Exercise objective —
Look for the string "must" in the listing below, then copy every line that has it.

── Data supplied ──

#[cfg(test)]
mod tests {
    use std::sync::Mutex;

    use tempfile::tempdir;
    use tokio_test::assert_ok;

    use super::*;
    use crate::encoding::encoder::SimulationEncoder;
    use crate::encoding::store::{JsonVideoStore, VideoRecord};

    fn orchestrator_with(encoder: SimulationEncoder) -> TranscodingOrchestrator {
        TranscodingOrchestrator::new(Arc::new(encoder), ReelkitConfig::default())
    }

    async fn write_source(dir: &Path, name: &str, bytes: usize) -> PathBuf {
        let path = dir.join(name);
        tokio::fs::write(&path, vec![0u8; bytes]).await.unwrap();
        path
    }

    #[tokio::test]
    async fn test_full_success_produces_three_renditions_and_deletes_original() {
        let temp_dir = tempdir().unwrap();
        let source = write_source(temp_dir.path(), "clip.mp4", 50 * 1024).await;

        let orchestrator = orchestrator_with(SimulationEncoder::new());
        let job = TranscodeJob::new(&source, temp_dir.path(), "clip").delete_original(true);

        let outcome = orchestrator.transcode(&job, None).await.unwrap();

        assert_eq!(outcome.original_size, 50 * 1024);
        assert_eq!(outcome.original_path, source);
        assert_eq!(outcome.cleanup, CleanupOutcome::Deleted);
        assert!(!source.exists());

        for level in QualityLevel::ENCODE_ORDER {
            let rendition = outcome.renditions.get(level);
            assert_eq!(rendition.level, level);
            assert!(rendition.path.exists());
            assert!(rendition.size_bytes < outcome.original_size);
        }
        assert_eq!(
            outcome.renditions.high.path,
            temp_dir.path().join("clip_high.mp4")
        );
        assert_eq!(
            outcome.renditions.medium.path,
            temp_dir.path().join("clip_medium.mp4")
        );
        assert_eq!(
            outcome.renditions.low.path,
            temp_dir.path().join("clip_low.mp4")
        );

        assert!(outcome.reduction_percent() >= 0.0);
    }

    #[tokio::test]
    async fn test_preset_failure_aborts_job_and_cleans_partial_outputs() {
        let temp_dir = tempdir().unwrap();
        let source = write_source(temp_dir.path(), "clip.mp4", 50 * 1024).await;

        // High succeeds, medium fails: the high rendition must be removed
        let orchestrator =
            orchestrator_with(SimulationEncoder::new().failing_on(QualityLevel::Medium));
        let job = TranscodeJob::new(&source, temp_dir.path(), "clip").delete_original(true);

        let err = orchestrator.transcode(&job, None).await.unwrap_err();
        match err {
            TranscodeError::PresetFailed { level, .. } => {
                assert_eq!(level, QualityLevel::Medium);
            }
            other => panic!("unexpected error: {other}"),
        }

        assert!(source.exists(), "original must survive a failed job");
        assert!(!temp_dir.path().join("clip_high.mp4").exists());
        assert!(!temp_dir.path().join("clip_medium.mp4").exists());
        assert!(!temp_dir.path().join("clip_low.mp4").exists());
    }

    #[tokio::test]
    async fn test_original_retained_when_deletion_not_requested() {
        let temp_dir = tempdir().unwrap();
        let source = write_source(temp_dir.path(), "clip.mp4", 10 * 1024).await;

        let orchestrator = orchestrator_with(SimulationEncoder::new());
        let job = TranscodeJob::new(&source, temp_dir.path(), "clip");

        let outcome = orchestrator.transcode(&job, None).await.unwrap();
        assert_eq!(outcome.cleanup, CleanupOutcome::Retained);
        assert!(source.exists());
    }

    #[tokio::test]
    async fn test_failed_original_deletion_does_not_fail_job() {
        let temp_dir = tempdir().unwrap();

        // A directory at the source path: readable like a file for metadata,
        // but unlink refuses it, so only the cleanup step can fail
        let source = temp_dir.path().join("clip.mp4");
        tokio::fs::create_dir(&source).await.unwrap();

        let out_dir = temp_dir.path().join("renditions");
        let orchestrator = orchestrator_with(SimulationEncoder::new());
        let job = TranscodeJob::new(&source, &out_dir, "clip").delete_original(true);

        let outcome = orchestrator.transcode(&job, None).await.unwrap();

        assert!(matches!(outcome.cleanup, CleanupOutcome::Failed { .. }));
        assert!(source.exists(), "source survives the failed deletion");
        for level in QualityLevel::ENCODE_ORDER {
            assert!(outcome.renditions.get(level).path.exists());
        }
    }

    #[tokio::test]
    async fn test_missing_source_fails_before_encoding() {
        let temp_dir = tempdir().unwrap();
        let orchestrator = orchestrator_with(SimulationEncoder::new());
        let job = TranscodeJob::new(temp_dir.path().join("absent.mp4"), temp_dir.path(), "absent");

        let err = orchestrator.transcode(&job, None).await.unwrap_err();
        assert!(matches!(err, TranscodeError::SourceMissing { .. }));
    }

    #[tokio::test]
    async fn test_thumbnail_failure_does_not_fail_job() {
        let temp_dir = tempdir().unwrap();
        let source = write_source(temp_dir.path(), "clip.mp4", 10 * 1024).await;

        let orchestrator = orchestrator_with(SimulationEncoder::new().failing_thumbnail());
        let job = TranscodeJob::new(&source, temp_dir.path(), "clip").with_thumbnail(true);

        let outcome = orchestrator.transcode(&job, None).await.unwrap();
        assert!(outcome.thumbnail_path.is_none());
        assert!(outcome.renditions.high.path.exists());
    }

    #[tokio::test]
    async fn test_thumbnail_extracted_on_request() {
        let temp_dir = tempdir().unwrap();
        let source = write_source(temp_dir.path(), "clip.mp4", 10 * 1024).await;

        let orchestrator = orchestrator_with(SimulationEncoder::new());
        let job = TranscodeJob::new(&source, temp_dir.path(), "clip").with_thumbnail(true);

        let outcome = orchestrator.transcode(&job, None).await.unwrap();
        let thumb = outcome.thumbnail_path.unwrap();
        assert_eq!(thumb, temp_dir.path().join("clip_thumb.jpg"));
        assert!(thumb.exists());
    }

    #[tokio::test]
    async fn test_progress_reported_per_preset() {
        let temp_dir = tempdir().unwrap();
        let source = write_source(temp_dir.path(), "clip.mp4", 10 * 1024).await;

        let seen: Arc<Mutex<Vec<(QualityLevel, f64)>>> = Arc::new(Mutex::new(Vec::new()));
        let sink = Arc::clone(&seen);
        let progress: JobProgressFn = Arc::new(move |level, percent| {
            sink.lock().unwrap().push((level, percent));
        });

        let orchestrator = orchestrator_with(SimulationEncoder::new());
        let job = TranscodeJob::new(&source, temp_dir.path(), "clip");
        orchestrator.transcode(&job, Some(progress)).await.unwrap();

        let seen = seen.lock().unwrap();
        for level in QualityLevel::ENCODE_ORDER {
            assert!(seen.contains(&(level, 100.0)), "{level} never completed");
        }
    }

    #[tokio::test]
    async fn test_migration_isolates_missing_source() {
        let temp_dir = tempdir().unwrap();
        let media_root = temp_dir.path().join("uploads");
        tokio::fs::create_dir_all(&media_root).await.unwrap();

        write_source(&media_root, "v1.mp4", 8 * 1024).await;
        write_source(&media_root, "v3.mp4", 8 * 1024).await;
        // v2 has a record but no file on disk

        let record = |id: &str| VideoRecord {
            id: id.to_string(),
            source_url: Some(format!("/uploads/videos/{id}.mp4")),
            video_url_high: None,
            video_url_medium: None,
            video_url_low: None,
        };
        let store = JsonVideoStore::create(
            temp_dir.path().join("videos.json"),
            vec![record("v1"), record("v2"), record("v3")],
        )
        .await
        .unwrap();

        let orchestrator = orchestrator_with(SimulationEncoder::new());
        let report = orchestrator
            .migrate_existing(&store, &media_root)
            .await
            .unwrap();

        assert_eq!(report.migrated, vec!["v1".to_string(), "v3".to_string()]);
        assert_eq!(report.skipped.len(), 1);
        assert_eq!(report.skipped[0].0, "v2");
        assert!(report.failed.is_empty());
        assert_eq!(report.total_processed(), 3);

        // Exactly N-1 records updated, with the URL convention applied
        let records = store.records();
        let v1 = records.iter().find(|r| r.id == "v1").unwrap();
        assert_eq!(
            v1.video_url_high.as_deref(),
            Some("/uploads/videos/v1_high.mp4")
        );
        assert_eq!(
            v1.video_url_low.as_deref(),
            Some("/uploads/videos/v1_low.mp4")
        );
        let v2 = records.iter().find(|r| r.id == "v2").unwrap();
        assert!(v2.video_url_high.is_none());

        // Migration never deletes legacy originals
        assert!(media_root.join("v1.mp4").exists());
        assert!(media_root.join("v3.mp4").exists());
    }

    #[tokio::test]
    async fn test_migration_isolates_transcode_failure() {
        let temp_dir = tempdir().unwrap();
        let media_root = temp_dir.path().join("uploads");
        tokio::fs::create_dir_all(&media_root).await.unwrap();
        write_source(&media_root, "v1.mp4", 8 * 1024).await;
        write_source(&media_root, "v2.mp4", 8 * 1024).await;

        let record = |id: &str| VideoRecord {
            id: id.to_string(),
            source_url: Some(format!("/uploads/videos/{id}.mp4")),
            video_url_high: None,
            video_url_medium: None,
            video_url_low: None,
        };
        let store = JsonVideoStore::create(
            temp_dir.path().join("videos.json"),
            vec![record("v1"), record("v2")],
        )
        .await
        .unwrap();

        // Every transcode fails on the low preset; the batch still visits
        // every record
        let orchestrator =
            orchestrator_with(SimulationEncoder::new().failing_on(QualityLevel::Low));
        let report = orchestrator
            .migrate_existing(&store, &media_root)
            .await
            .unwrap();

        assert!(report.migrated.is_empty());
        assert_eq!(report.failed.len(), 2);
        assert!(store.videos_missing_renditions().await.unwrap().len() == 2);
    }

    #[tokio::test]
    async fn test_concurrent_jobs_share_the_orchestrator() {
        let temp_dir = tempdir().unwrap();
        let orchestrator = Arc::new(orchestrator_with(SimulationEncoder::new()));

        let mut handles = Vec::new();
        for i in 0..4 {
            let source = write_source(temp_dir.path(), &format!("clip{i}.mp4"), 4 * 1024).await;
            let orchestrator = Arc::clone(&orchestrator);
            let output_dir = temp_dir.path().to_path_buf();
            handles.push(tokio::spawn(async move {
                let job = TranscodeJob::new(source, output_dir, format!("clip{i}"));
                orchestrator.transcode(&job, None).await
            }));
        }

        for handle in handles {
            tokio_test::assert_ok!(handle.await.unwrap());
        }
    }
}
//! Tracing setup for Reelkit
//!
//! Provides dual output: console logs at a user-controlled level and full
//! debug logs to disk, so transcoding failures can always be diagnosed from
//! the last run's file even when the console ran quietly.

use std::fs::{File, create_dir_all};
use std::path::Path;

use tracing::Level;
use tracing_subscriber::layer::SubscriberExt;
use tracing_subscriber::util::SubscriberInitExt;
use tracing_subscriber::{EnvFilter, Layer, fmt};

/// Initialize tracing with dual output: console (user level) + file (full debug)
///
/// Writes complete debug logs to `logs/reelkit-last-run.log`, overwriting the
/// previous run.
///
/// # Errors
/// - `Box<dyn std::error::Error>` - Logs directory cannot be created or the
///   log file cannot be opened for writing
pub fn init_tracing(
    console_level: Level,
    logs_dir: Option<&Path>,
) -> Result<(), Box<dyn std::error::Error>> {
    let logs_path = logs_dir.unwrap_or_else(|| Path::new("logs"));
    create_dir_all(logs_path)?;

    let log_file_path = logs_path.join("reelkit-last-run.log");
    let log_file = File::create(&log_file_path)?;

    // Console layer respects the user's chosen log level
    let console_filter = EnvFilter::try_from_default_env()
        .unwrap_or_else(|_| EnvFilter::new(console_level.to_string()));

    let console_layer = fmt::layer()
        .with_target(true)
        .with_thread_ids(false)
        .with_thread_names(false)
        .with_file(false)
        .with_line_number(false)
        .with_filter(console_filter);

    // File layer always captures everything at TRACE level
    let file_layer = fmt::layer()
        .with_target(true)
        .with_thread_ids(true)
        .with_thread_names(true)
        .with_file(true)
        .with_line_number(true)
        .with_ansi(false)
        .with_writer(log_file)
        .with_filter(EnvFilter::new("trace"));

    tracing_subscriber::registry()
        .with(console_layer)
        .with(file_layer)
        .init();

    tracing::info!(
        "Tracing initialized: console={}, debug_file={}",
        console_level,
        log_file_path.display()
    );

    Ok(())
}

/// CLI log levels for user control
#[derive(Debug, Clone, Copy, clap::ValueEnum)]
pub enum CliLogLevel {
    /// Only error messages
    Error,
    /// Warning and error messages
    Warn,
    /// Informational, warning, and error messages
    Info,
    /// Debug, informational, warning, and error messages
    Debug,
    /// All messages including detailed tracing
    Trace,
}

impl CliLogLevel {
    /// Converts CLI log level to the tracing Level enum.
    pub fn as_tracing_level(self) -> Level {
        match self {
            CliLogLevel::Error => Level::ERROR,
            CliLogLevel::Warn => Level::WARN,
            CliLogLevel::Info => Level::INFO,
            CliLogLevel::Debug => Level::DEBUG,
            CliLogLevel::Trace => Level::TRACE,
        }
    }
}

impl std::fmt::Display for CliLogLevel {
    fn fmt(&self, f: &mut std::fmt::Formatter<'_>) -> std::fmt::Result {
        match self {
            CliLogLevel::Error => write!(f, "error"),
            CliLogLevel::Warn => write!(f, "warn"),
            CliLogLevel::Info => write!(f, "info"),
            CliLogLevel::Debug => write!(f, "debug"),
            CliLogLevel::Trace => write!(f, "trace"),
        }
    }
}
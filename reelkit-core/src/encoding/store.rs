//! Video metadata store boundary
//!
//! The store owning video records is an external collaborator; the pipeline
//! only needs to find videos lacking renditions and write rendition URLs back
//! on full job success. [`JsonVideoStore`] is a file-backed implementation
//! used by the CLI and tests.

use std::path::PathBuf;

use async_trait::async_trait;
use parking_lot::RwLock;
use serde::{Deserialize, Serialize};

/// Errors from video metadata store operations
#[derive(Debug, thiserror::Error)]
pub enum StoreError {
    #[error("Video not found: {id}")]
    VideoNotFound { id: String },

    #[error("Store I/O error: {0}")]
    Io(#[from] std::io::Error),

    #[error("Store serialization error: {0}")]
    Serialization(#[from] serde_json::Error),
}

/// Persisted rendition URLs, written only on full job success
#[derive(Debug, Clone, PartialEq, Eq, Serialize, Deserialize)]
pub struct RenditionUrls {
    pub high: String,
    pub medium: String,
    pub low: String,
}

/// One persisted video record
#[derive(Debug, Clone, Serialize, Deserialize)]
pub struct VideoRecord {
    pub id: String,
    /// URL of the original upload, null for records without media
    pub source_url: Option<String>,
    pub video_url_high: Option<String>,
    pub video_url_medium: Option<String>,
    pub video_url_low: Option<String>,
}

impl VideoRecord {
    /// Migration selection rule: a non-null source with no high rendition
    pub fn needs_renditions(&self) -> bool {
        self.source_url.is_some() && self.video_url_high.is_none()
    }

    /// Filename component of the source URL
    pub fn source_filename(&self) -> Option<&str> {
        self.source_url
            .as_deref()
            .and_then(|url| url.rsplit('/').next())
            .filter(|name| !name.is_empty())
    }
}

/// Store interface the transcoding pipeline depends on
#[async_trait]
pub trait VideoStore: Send + Sync {
    /// All records matching the migration selection rule
    ///
    /// # Errors
    /// - `StoreError::Io` - Backing storage unreadable
    async fn videos_missing_renditions(&self) -> Result<Vec<VideoRecord>, StoreError>;

    /// Persist rendition URLs for one record
    ///
    /// # Errors
    /// - `StoreError::VideoNotFound` - No record with this id
    /// - `StoreError::Io` - Backing storage unwritable
    async fn update_renditions(&self, id: &str, urls: &RenditionUrls) -> Result<(), StoreError>;
}

/// JSON-file-backed video store
pub struct JsonVideoStore {
    path: PathBuf,
    records: RwLock<Vec<VideoRecord>>,
}

impl JsonVideoStore {
    /// Load a store from a JSON file containing an array of records
    ///
    /// # Errors
    /// - `StoreError::Io` - File unreadable
    /// - `StoreError::Serialization` - File is not a valid record array
    pub async fn load(path: PathBuf) -> Result<Self, StoreError> {
        let contents = tokio::fs::read_to_string(&path).await?;
        let records: Vec<VideoRecord> = serde_json::from_str(&contents)?;

        Ok(Self {
            path,
            records: RwLock::new(records),
        })
    }

    /// Create a store at `path` with the given records, writing the file
    ///
    /// # Errors
    /// - `StoreError::Io` - File unwritable
    pub async fn create(path: PathBuf, records: Vec<VideoRecord>) -> Result<Self, StoreError> {
        let store = Self {
            path,
            records: RwLock::new(records),
        };
        store.persist().await?;
        Ok(store)
    }

    /// All records currently held, in store order
    pub fn records(&self) -> Vec<VideoRecord> {
        self.records.read().clone()
    }

    async fn persist(&self) -> Result<(), StoreError> {
        let serialized = {
            let records = self.records.read();
            serde_json::to_string_pretty(&*records)?
        };
        tokio::fs::write(&self.path, serialized).await?;
        Ok(())
    }
}

#[async_trait]
impl VideoStore for JsonVideoStore {
    async fn videos_missing_renditions(&self) -> Result<Vec<VideoRecord>, StoreError> {
        Ok(self
            .records
            .read()
            .iter()
            .filter(|record| record.needs_renditions())
            .cloned()
            .collect())
    }

    async fn update_renditions(&self, id: &str, urls: &RenditionUrls) -> Result<(), StoreError> {
        {
            let mut records = self.records.write();
            let record = records
                .iter_mut()
                .find(|record| record.id == id)
                .ok_or_else(|| StoreError::VideoNotFound { id: id.to_string() })?;

            record.video_url_high = Some(urls.high.clone());
            record.video_url_medium = Some(urls.medium.clone());
            record.video_url_low = Some(urls.low.clone());
        }

        self.persist().await
    }
}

───

Response below —
        // High succeeds, medium fails: the high rendition must be removed
        assert!(source.exists(), "original must survive a failed job");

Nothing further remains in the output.